La vittoria di Biden è stata accolta con soddisfazione da buona parte delle forze politiche che sostengono l’attuale governo, in particolare dal Partito democratico e dall’ex premier Matteo Renzi.

L’amicizia tra Italia e Stati Uniti non è stata mai messa in discussione negli ultimi quattro anni di presidenza americana di Donald Trump, anzi la parentesi della Lega di Matteo Salvini al governo ha offerto ai due paesi un comune allineamento nazional-populista e anti europeo.

Tuttavia non sono mancate forti tensioni come quando l’Italia nel marzo 2019 ha firmato il memorandum con la Repubblica popolare cinese, un’azione politica maldestra e poco preparata che non ha ottenuto veri vantaggi con la Cina ma ha finito per alimentare le tensioni intra-europee e con gli Stati Uniti.

È presumibile che l’amministrazione Biden voglia ricostruire almeno parzialmente le relazioni con l’Europa e riallacciare il legame transatlantico, anche se non è ancora chiaro su quali basi e con quali vincoli. Difficile pensare a un pieno ritorno al passato.

Non è facile pensare che Biden voglia però tornare a essere politicamente e militarmente attivo in medio oriente e nel Mediterraneo, da sempre aree centrali per l’Italia. Tuttavia, potrebbe venire meno il supporto incondizionato agli attori del Golfo e la ritirata strategica americana dall’area, che ha permesso l’ascesa di Turchia e Russia, potrebbe assumere altre caratteristiche, specialmente per quanto riguarda la crisi libica.

Roma potrebbe tornare ad avere un ruolo attivo sfruttando l’occasione di un duplice asse con Washington e Berlino, anche in funzione di contenimento delle spinte unilaterali di due attori Nato come Francia e Turchia che interpretano l’alleanza a proprio uso e consumo.

La realtà è che Roma è da almeno un ventennio una classica media potenza in declino. Durante tutta l’epoca bipolare l’Italia ha sostanzialmente vissuto di rendita all’interno del blocco occidentale: Roma era essenziale baluardo all’espansione sovietica in Europa e Washington aveva investito molto su di essa.

Persa questa centralità l’Italia ha faticosamente cercato di ricostruire la propria posizione, con alterne fortune. Le élite politiche raramente hanno percepito la necessità di spiegare all’elettorato perché l’Europa e l’Atlantico sarebbero rimaste fondamentali anche dopo la caduta del sistema bipolare. Si è finiti per sedimentare le posizioni pro e contro l’Atlantico così come quella pro e contro l’Europa sulla base di visioni ideologiche anacronistiche.
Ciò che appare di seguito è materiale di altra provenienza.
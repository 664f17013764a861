use config::{Config, ConfigError, Environment, File};
use serde::Deserialize;
use std::env;

#[derive(Debug, Clone, Deserialize)]
pub struct Settings {
    #[serde(default)]
    pub server: ServerConfig,
    #[serde(default)]
    pub api: ApiConfig,
    #[serde(default)]
    pub database: DatabaseConfig,
    #[serde(default)]
    pub websocket: WebSocketConfig,
    #[serde(default)]
    pub log: LogConfig,
    #[serde(default)]
    pub otel: OtelConfig,
}

#[derive(Debug, Clone, Deserialize)]
pub struct ServerConfig {
    #[serde(default = "default_host")]
    pub host: String,
    #[serde(default = "default_port")]
    pub port: u16,
    /// Allowed CORS origins; empty allows any origin
    #[serde(default)]
    pub cors_origins: Vec<String>,
}

#[derive(Debug, Clone, Deserialize)]
pub struct ApiConfig {
    /// Path prefix every API route is nested under
    #[serde(default = "default_api_prefix")]
    pub prefix: String,
    #[serde(default = "default_project_name")]
    pub project_name: String,
}

#[derive(Debug, Clone, Copy, PartialEq, Eq, Deserialize)]
#[serde(rename_all = "lowercase")]
pub enum StorageBackend {
    Memory,
    Postgres,
}

#[derive(Debug, Clone, Deserialize)]
pub struct DatabaseConfig {
    #[serde(default = "default_storage_backend")]
    pub backend: StorageBackend,
    #[serde(default = "default_database_url")]
    pub url: String,
    #[serde(default = "default_pool_size")]
    pub pool_size: u32,
    #[serde(default = "default_connect_timeout")]
    pub connect_timeout_seconds: u32,
    #[serde(default = "default_idle_timeout")]
    pub idle_timeout_seconds: u32,
}

#[derive(Debug, Clone, Deserialize)]
pub struct WebSocketConfig {
    /// Capacity of each connection's outbound queue
    #[serde(default = "default_channel_buffer_size")]
    pub channel_buffer_size: usize,
    /// Upper bound for a single enqueue onto a connection's outbound queue
    #[serde(default = "default_send_timeout_ms")]
    pub send_timeout_ms: u64,
    /// Maximum number of simultaneously registered connections
    #[serde(default = "default_max_connections")]
    pub max_connections: usize,
    /// Broadcast a join notice when a client connects
    #[serde(default)]
    pub announce_joins: bool,
    /// Heartbeat interval in seconds (server sends ping)
    #[serde(default = "default_heartbeat_interval")]
    pub heartbeat_interval: u64,
    /// Connection timeout in seconds (disconnect if no activity)
    #[serde(default = "default_connection_timeout")]
    pub connection_timeout: u64,
    /// Cleanup task interval in seconds
    #[serde(default = "default_cleanup_interval")]
    pub cleanup_interval: u64,
}

#[derive(Debug, Clone, Copy, PartialEq, Eq, Deserialize)]
#[serde(rename_all = "lowercase")]
pub enum LogFormat {
    Pretty,
    Json,
}

#[derive(Debug, Clone, Deserialize)]
pub struct LogConfig {
    /// Default filter directive when RUST_LOG is unset
    #[serde(default = "default_log_level")]
    pub level: String,
    #[serde(default = "default_log_format")]
    pub format: LogFormat,
}

#[derive(Debug, Clone, Deserialize)]
pub struct OtelConfig {
    #[serde(default)]
    pub enabled: bool,
    #[serde(default = "default_otel_endpoint")]
    pub endpoint: String,
    #[serde(default = "default_service_name")]
    pub service_name: String,
    #[serde(default = "default_sampling_ratio")]
    pub sampling_ratio: f64,
}

fn default_host() -> String {
    "0.0.0.0".to_string()
}

fn default_port() -> u16 {
    8000
}

fn default_api_prefix() -> String {
    "/api/v1".to_string()
}

fn default_project_name() -> String {
    "Mumo Service".to_string()
}

fn default_storage_backend() -> StorageBackend {
    StorageBackend::Memory
}

fn default_database_url() -> String {
    "postgres://localhost:5432/mumo".to_string()
}

fn default_pool_size() -> u32 {
    10
}

fn default_connect_timeout() -> u32 {
    5
}

fn default_idle_timeout() -> u32 {
    300
}

fn default_channel_buffer_size() -> usize {
    32
}

fn default_send_timeout_ms() -> u64 {
    5000
}

fn default_max_connections() -> usize {
    10000
}

fn default_heartbeat_interval() -> u64 {
    30 // 30 seconds
}

fn default_connection_timeout() -> u64 {
    120 // 2 minutes
}

fn default_cleanup_interval() -> u64 {
    60 // 1 minute
}

fn default_log_level() -> String {
    "info".to_string()
}

fn default_log_format() -> LogFormat {
    LogFormat::Pretty
}

fn default_otel_endpoint() -> String {
    "http://localhost:4317".to_string()
}

fn default_service_name() -> String {
    "mumo-service".to_string()
}

fn default_sampling_ratio() -> f64 {
    1.0
}

impl Settings {
    pub fn new() -> Result<Self, ConfigError> {
        // Load .env file if exists
        let _ = dotenvy::dotenv();

        let run_mode = env::var("RUN_MODE").unwrap_or_else(|_| "development".into());

        let builder = Config::builder()
            // Load config file if exists
            .add_source(File::with_name("config/default").required(false))
            .add_source(File::with_name(&format!("config/{}", run_mode)).required(false))
            // MUMO_SERVER__PORT, MUMO_DATABASE__BACKEND, MUMO_SERVER__CORS_ORIGINS=a,b ...
            .add_source(
                Environment::with_prefix("MUMO")
                    .prefix_separator("_")
                    .separator("__")
                    .try_parsing(true)
                    .list_separator(",")
                    .with_list_parse_key("server.cors_origins"),
            )
            // Conventional unprefixed variables win over everything else
            .set_override_option("database.url", env::var("DATABASE_URL").ok())?
            .set_override_option("log.level", env::var("LOG_LEVEL").ok())?;

        builder.build()?.try_deserialize()
    }

    pub fn server_addr(&self) -> String {
        format!("{}:{}", self.server.host, self.server.port)
    }
}

impl Default for Settings {
    fn default() -> Self {
        Self {
            server: ServerConfig::default(),
            api: ApiConfig::default(),
            database: DatabaseConfig::default(),
            websocket: WebSocketConfig::default(),
            log: LogConfig::default(),
            otel: OtelConfig::default(),
        }
    }
}

impl Default for ServerConfig {
    fn default() -> Self {
        Self {
            host: default_host(),
            port: default_port(),
            cors_origins: vec![],
        }
    }
}

impl Default for ApiConfig {
    fn default() -> Self {
        Self {
            prefix: default_api_prefix(),
            project_name: default_project_name(),
        }
    }
}

impl Default for DatabaseConfig {
    fn default() -> Self {
        Self {
            backend: default_storage_backend(),
            url: default_database_url(),
            pool_size: default_pool_size(),
            connect_timeout_seconds: default_connect_timeout(),
            idle_timeout_seconds: default_idle_timeout(),
        }
    }
}

impl Default for WebSocketConfig {
    fn default() -> Self {
        Self {
            channel_buffer_size: default_channel_buffer_size(),
            send_timeout_ms: default_send_timeout_ms(),
            max_connections: default_max_connections(),
            announce_joins: false,
            heartbeat_interval: default_heartbeat_interval(),
            connection_timeout: default_connection_timeout(),
            cleanup_interval: default_cleanup_interval(),
        }
    }
}

impl Default for LogConfig {
    fn default() -> Self {
        Self {
            level: default_log_level(),
            format: default_log_format(),
        }
    }
}

impl Default for OtelConfig {
    fn default() -> Self {
        Self {
            enabled: false,
            endpoint: default_otel_endpoint(),
            service_name: default_service_name(),
            sampling_ratio: default_sampling_ratio(),
        }
    }
}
La vittoria di Biden frenerà probabilmente la frattura tra Europa e Usa e rallenterà il progressivo disfacimento del sistema multilaterale in corso da più di un decennio. Consentirà di affrontare con più calma e maggior distensione transatlantica il tema, tanto discusso quanto al momento ancora in fieri, di una autonomia o sovranità strategica europea.

Le picconate di Trump alla Nato e all’Europa avevano reso impellente un cambio di passo ma evidentemente la Ue non era pronta. Certo resteranno le richieste, in gran parte inevase, soprattutto dall’Italia, di un maggior contributo alla Nato, una costante dalla amministrazione Obama a quella attuale. Il ritorno a una visione più multilaterale potrebbe però favorire in Italia un nuovo europeismo, in quanto non evidentemente anti Atlantico.

Ridefinire l’interesse nazionale

Tuttavia, avere quattro anni in più non potrà esimere l’Italia dall’affrontare più chiaramente la questione del proprio posizionamento internazionale e di una definizione lucida di cosa sia l’interesse nazionale. Il concetto, piuttosto strumentalizzato, è riemerso con prepotenza nella retorica sovranista e non potrà essere derubricato a mero e formale ritorno al passato.

Per un paese che è una penisola nel Mediterraneo, che non dispone di un seggio permanente Onu, che non ha una forza nucleare propria, che è dipendente in gran misura da risorse energetiche all’estero così come dal commercio internazionale è evidente che un’accezione strettamente autarchica del concetto non possa essere sufficiente.

Ma è altrettanto vero che la classe dirigente dovrà evitare di riproporre atlantismi ed europeismi di facciata ma contribuire a fare percepire questi ambiti come chiaro interesse italiano.